楽園ノイズ (Rakuen Noizu)
- Genre: Coming-of-age; Romantic comedy;
- Written by: Hikaru Sugii
- Published by: Kakuyomu
- Original run: May 1, 2020 – present
- Written by: Hikaru Sugii
- Illustrated by: Yū Akinashi
- Published by: ASCII Media Works
- Imprint: Dengeki Bunko
- Original run: May 9, 2020 – present
- Volumes: 8
- Written by: Hikaru Sugii
- Illustrated by: Akisato Shino
- Published by: Media Factory
- Magazine: Monthly Comic Alive
- Original run: March 26, 2022 – December 27, 2023
- Volumes: 3
- Anime and manga portal

= Rakuen Noise =

Japanese light novel series

Rakuen Noise (楽園ノイズ, Rakuen Noizu) is a Japanese light novel series written by Hikaru Sugii and illustrated by Yū Akinashi. The series is published by ASCII Media Works, under their Dengeki Bunko imprint, since May 2020, with eight volumes released as of July 2026. A manga adaptation, illustrated by Akisato Shino, ran in Media Factory's Monthly Comic Alive from March 2022 to December 2023.

==Media==
===Light novel===
Written by Hikaru Sugii and illustrated by Yū Akinashi, the series was first published on the web novel platform Kakuyomu on May 1, 2020; the first volume was released on May 9 of the same year.

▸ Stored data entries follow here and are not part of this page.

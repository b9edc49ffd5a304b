//! # Fleetlink
//!
//! Gateway between a fleet-management server and a set of mobile robot
//! agents, each reached over its own TCP link speaking a framed binary
//! protocol.
//!
//! ## Features
//!
//! - **Resilient links**: one self-reconnecting connection per agent, retried every 3 s until closed
//! - **Wire codec**: magic header, 3-byte big-endian length, zlib-compressed JSON body
//! - **Telemetry decoding**: velocity, pose and occupancy grids turned into display-ready events
//! - **Control watchdog**: direction intents re-sent every tick and stopped once stale
//! - **Integrity relay**: optional seal/unseal round trip through an external service
//! - **Roster reconciliation**: additive sync of the agent list against live links
//!
//! ## Quick Start
//!
//! ```no_run
//! use fleetlink::{AgentEndpoint, Direction, Gateway, GatewayConfig};
//!
//! # async fn run() -> Result<(), Box<dyn std::error::Error>> {
//! let (gateway, mut events) = Gateway::start(GatewayConfig::default())?;
//! gateway.connect_to_agent(AgentEndpoint::new(7, Some("10.0.0.7"))).await?;
//! gateway.set_direction(7, Direction::Forward).await?;
//!
//! while let Some(event) = events.recv().await {
//!     println!("{}", serde_json::to_string(&event)?);
//! }
//! # Ok(())
//! # }
//! ```
//!
//! ## Architecture
//!
//! - [`connection`] - Reconnecting TCP connection primitive
//! - [`codec`] - Frame encoder and stateful receive buffer
//! - [`geometry`] - Yaw conversion, grid reshaping and rasterizing
//! - [`patch`] - Binary diffs between map grids
//! - [`protocol`] - Outbound commands and inbound payload shapes
//! - [`telemetry`] - Status and map events decoded from frames
//! - [`link`] - Per-agent link state machine
//! - [`control`] - Dead-man's-switch control dispatcher
//! - [`integrity`] - Integrity service relay
//! - [`registry`] - Roster tracking and reconciliation
//! - [`gateway`] - Top-level façade and control tick

#![warn(clippy::all)]
#![allow(clippy::module_name_repetitions)]
#![allow(clippy::cast_possible_truncation)]
#![allow(clippy::cast_sign_loss)]

pub mod codec;
pub mod config;
pub mod connection;
pub mod control;
pub mod gateway;
pub mod geometry;
pub mod integrity;
pub mod link;
pub mod patch;
pub mod protocol;
pub mod registry;
pub mod telemetry;

// Re-export main public types for convenience
pub use config::GatewayConfig;
pub use control::{ControlDispatcher, Direction};
pub use gateway::{Gateway, GatewayError};
pub use geometry::{MapGrid, MapKind, YawConvention};
pub use link::{AgentLink, LinkState};
pub use protocol::{AgentCommand, AgentId};
pub use registry::{AgentEndpoint, AgentRegistry, AgentSelector, FileRoster, RosterSource};
pub use telemetry::{AgentEvent, AgentStatus, StatusUpdate};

As of July 10, 2026, eight volumes have been released.

| No. | Release date | ISBN |
|---|---|---|
| 1 | May 9, 2020 | 978-4-04-913157-4 |
| 2 | May 8, 2021 | 978-4-04-913681-4 |
| 3 | September 10, 2021 | 978-4-04-913682-1 |
| 4 | March 10, 2022 | 978-4-04-914217-4 |
| 5 | August 10, 2022 | 978-4-04-914395-9 |
| 6 | May 10, 2023 | 978-4-04-914940-1 |
| 7 | June 10, 2025 | 978-4-04-915651-5 |
| 8 | July 10, 2026 | 978-4-04-952135-1 |

===Manga===
A manga adaptation, illustrated by Akisato Shino, ran in Media Factory's Monthly Comic Alive from March 26, 2022 to December 27, 2023. Three volumes were released from September 22, 2022, to February 27, 2024; the latter published digitally only.

| No. | Release date | ISBN |
|---|---|---|
| 1 | September 22, 2022 | 978-4-04-681734-1 |
| 2 | May 10, 2023 | 978-4-04-682452-3 |
| 3 | February 27, 2024 (ebook) | — |

==Reception==
The series placed fourth on Takarajimasha's 2021 Kono Light Novel ga Sugoi! New Work category, and placed sixth in the bunkobon category.